**SUPPLIED ENTRIES:**
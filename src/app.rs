//! Replay application: feeds recorded keypoint frames through the engine.

use crate::{
    config::Config,
    engine::{frame_channel, EngineCommand, EngineEvent, MeasurementEngine},
    error::{Error, Result},
    joints::{JointKey, JointRegistry},
    landmark::{Landmark, PoseFrame},
    measurement::{InMemoryStore, JsonLinesStore, Measurement, MeasurementStore},
    progress::{assess_normal_range, check_for_alerts, Alert, RangeAssessment},
    session::{LiveStatus, MeasurementSession, SessionSettings, SessionState},
};
use log::{debug, info, warn};
use serde::Deserialize;
use std::fs::File;
use std::io::{BufRead, BufReader};
use std::path::{Path, PathBuf};

/// Replay configuration
#[derive(Debug, Clone)]
pub struct AppConfig {
    /// JSON-lines file with one frame per line
    pub frames_path: PathBuf,
    /// Joint movement to measure
    pub key: JointKey,
    /// Engine configuration
    pub engine: Config,
    /// JSON-lines measurement store; records stay in memory when unset
    pub output: Option<PathBuf>,
    /// Confirm automatically once the reading freezes
    pub auto_confirm: bool,
    /// Spacing assigned to frames recorded without timestamps
    pub frame_interval_ms: u64,
}

/// Outcome of a replay
#[derive(Debug, Clone)]
pub struct ReplaySummary {
    /// Frames read from the input
    pub frames: usize,
    /// Last published status, `None` for an empty input
    pub last_status: Option<LiveStatus>,
    /// Stored measurement, if one was confirmed
    pub measurement: Option<Measurement>,
    /// Position of the measured value within the healthy range
    pub assessment: Option<RangeAssessment>,
    /// Progress alert over the stored history
    pub alert: Option<Alert>,
}

impl ReplaySummary {
    /// State the session ended in
    #[must_use]
    pub fn final_state(&self) -> SessionState {
        self.last_status
            .as_ref()
            .map_or(SessionState::Searching, |status| status.session_state)
    }
}

/// One line of a recording
#[derive(Deserialize)]
#[serde(untagged)]
enum FrameRecord {
    Frame(PoseFrame),
    Landmarks(Vec<Landmark>),
}

/// Read a recording; bare landmark arrays are stamped every `interval_ms`
///
/// # Errors
///
/// Returns an error if the file cannot be read or a line is not a frame
pub fn load_frames<P: AsRef<Path>>(path: P, interval_ms: u64) -> Result<Vec<PoseFrame>> {
    let path = path.as_ref();
    let reader = BufReader::new(File::open(path)?);
    let mut frames = Vec::new();

    for (line_no, line) in reader.lines().enumerate() {
        let line = line?;
        if line.trim().is_empty() {
            continue;
        }
        let record: FrameRecord = serde_json::from_str(&line).map_err(|e| {
            Error::InvalidInput(format!("{}:{}: not a keypoint frame: {e}", path.display(), line_no + 1))
        })?;
        let frame = match record {
            FrameRecord::Frame(frame) => frame,
            FrameRecord::Landmarks(landmarks) => {
                PoseFrame::new(frames.len() as u64 * interval_ms, landmarks)
            }
        };
        frames.push(frame);
    }

    info!("Loaded {} frames from {}", frames.len(), path.display());
    Ok(frames)
}

/// Replay application
pub struct ReplayApp {
    config: AppConfig,
    registry: JointRegistry,
}

impl ReplayApp {
    /// Create a replay application
    ///
    /// # Errors
    ///
    /// Returns an error if the engine configuration is invalid or the joint
    /// movement cannot be measured
    pub fn new(config: AppConfig) -> Result<Self> {
        info!("Initializing replay for {}", config.key);
        config.engine.validate()?;
        let registry = JointRegistry::standard();
        // Fail before reading any frames
        MeasurementSession::new(&registry, config.key, SessionSettings::from_config(&config.engine)?)?;
        Ok(Self { config, registry })
    }

    /// Replay every frame and optionally confirm the result
    ///
    /// # Errors
    ///
    /// Returns an error if the recording cannot be read or the engine stops
    /// unexpectedly
    pub fn run(&mut self) -> Result<ReplaySummary> {
        let frames = load_frames(&self.config.frames_path, self.config.frame_interval_ms)?;
        let settings = SessionSettings::from_config(&self.config.engine)?;
        let session = MeasurementSession::new(&self.registry, self.config.key, settings)?;

        let store: Box<dyn MeasurementStore> = match &self.config.output {
            Some(path) => Box::new(JsonLinesStore::new(path)),
            None => Box::new(InMemoryStore::new()),
        };

        let (sender, receiver) = frame_channel();
        let engine = MeasurementEngine::spawn(session, receiver, store)?;

        let mut last_status = None;
        for frame in &frames {
            sender.send(frame.clone())?;
            match next_event(&engine)? {
                EngineEvent::Status(status) => {
                    debug!(
                        "Frame {}: {} {:.1}°",
                        status.frame_index, status.session_state, status.current_angle
                    );
                    if let Some(condition) = status.validation_error {
                        debug!("Frame {}: {condition}", status.frame_index);
                    }
                    last_status = Some(status);
                }
                other => warn!("Unexpected engine event {other:?}"),
            }
        }
        drop(sender);

        let frozen = last_status
            .as_ref()
            .is_some_and(|status| status.session_state == SessionState::Frozen);
        let measurement = if self.config.auto_confirm && frozen {
            self.confirm(&engine)?
        } else {
            if self.config.auto_confirm {
                warn!("Reading never froze, nothing to confirm");
            }
            None
        };

        let session = engine.stop()?;
        if let Some(status) = last_status.as_mut() {
            status.session_state = session.state();
        }

        let assessment = measurement
            .as_ref()
            .map(|m| assess_normal_range(session.joint_config(), m.angle));
        let alert = self.history_alert()?;

        Ok(ReplaySummary {
            frames: frames.len(),
            last_status,
            measurement,
            assessment,
            alert,
        })
    }

    fn confirm(&self, engine: &MeasurementEngine) -> Result<Option<Measurement>> {
        engine.send(EngineCommand::Confirm)?;
        match next_event(engine)? {
            EngineEvent::Confirmed(measurement) => Ok(Some(measurement)),
            EngineEvent::SaveFailed(reason) => Err(Error::SaveFailure(reason)),
            EngineEvent::Rejected(reason) => {
                warn!("Confirmation rejected: {reason}");
                Ok(None)
            }
            other => {
                warn!("Unexpected engine event {other:?}");
                Ok(None)
            }
        }
    }

    /// Alert over stored measurements of the same joint movement
    fn history_alert(&self) -> Result<Option<Alert>> {
        let Some(path) = &self.config.output else {
            return Ok(None);
        };
        let key = self.config.key;
        let mut history: Vec<Measurement> = JsonLinesStore::new(path)
            .load_all()?
            .into_iter()
            .filter(|m| m.joint_type == key.joint && m.movement_type == key.movement && m.body_side == key.side)
            .collect();
        history.sort_by(|a, b| b.timestamp.cmp(&a.timestamp));
        Ok(check_for_alerts(&history))
    }
}

fn next_event(engine: &MeasurementEngine) -> Result<EngineEvent> {
    engine
        .events()
        .recv()
        .map_err(|_| Error::ChannelClosed("engine events".to_string()))
}

#[cfg(test)]
mod tests {
    use super::*;
    use crate::joints::{BodySide, JointType, MovementType};
    use std::io::Write;

    #[test]
    fn test_load_frames_accepts_both_layouts() {
        let mut file = tempfile::NamedTempFile::new().unwrap();
        writeln!(file, r#"{{"timestamp_ms": 40, "landmarks": [{{"x": 1.0, "y": 2.0, "visibility": 0.9}}]}}"#).unwrap();
        writeln!(file).unwrap();
        writeln!(file, r#"[{{"x": 1.0, "y": 2.0, "z": 0.0, "confidence": 0.8}}]"#).unwrap();
        writeln!(file, r#"[{{"x": 3.0, "y": 4.0, "confidence": 0.7}}]"#).unwrap();

        let frames = load_frames(file.path(), 50).unwrap();
        assert_eq!(frames.len(), 3);
        assert_eq!(frames[0].timestamp_ms, 40);
        assert_eq!(frames[0].landmarks[0].confidence, 0.9);
        assert_eq!(frames[1].timestamp_ms, 50);
        assert_eq!(frames[2].timestamp_ms, 100);
    }

    #[test]
    fn test_load_frames_reports_line() {
        let mut file = tempfile::NamedTempFile::new().unwrap();
        writeln!(file, "[]").unwrap();
        writeln!(file, "not json").unwrap();
        let err = load_frames(file.path(), 33).unwrap_err();
        assert!(err.to_string().contains(":2:"));
    }

    #[test]
    fn test_unmeasurable_joint_fails_early() {
        let config = AppConfig {
            frames_path: PathBuf::from("missing.jsonl"),
            key: JointKey::new(JointType::Fingers, BodySide::Left, MovementType::Flexion),
            engine: Config::default(),
            output: None,
            auto_confirm: true,
            frame_interval_ms: 33,
        };
        assert!(matches!(ReplayApp::new(config), Err(Error::Configuration(_))));
    }
}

**YOUR ASSIGNMENT:** Among the lines above, find those carrying the word "output" and copy them out.

**WRITTEN REPLY:**
    pub output: Option<PathBuf>,
        let store: Box<dyn MeasurementStore> = match &self.config.output {
        let Some(path) = &self.config.output else {
            output: None,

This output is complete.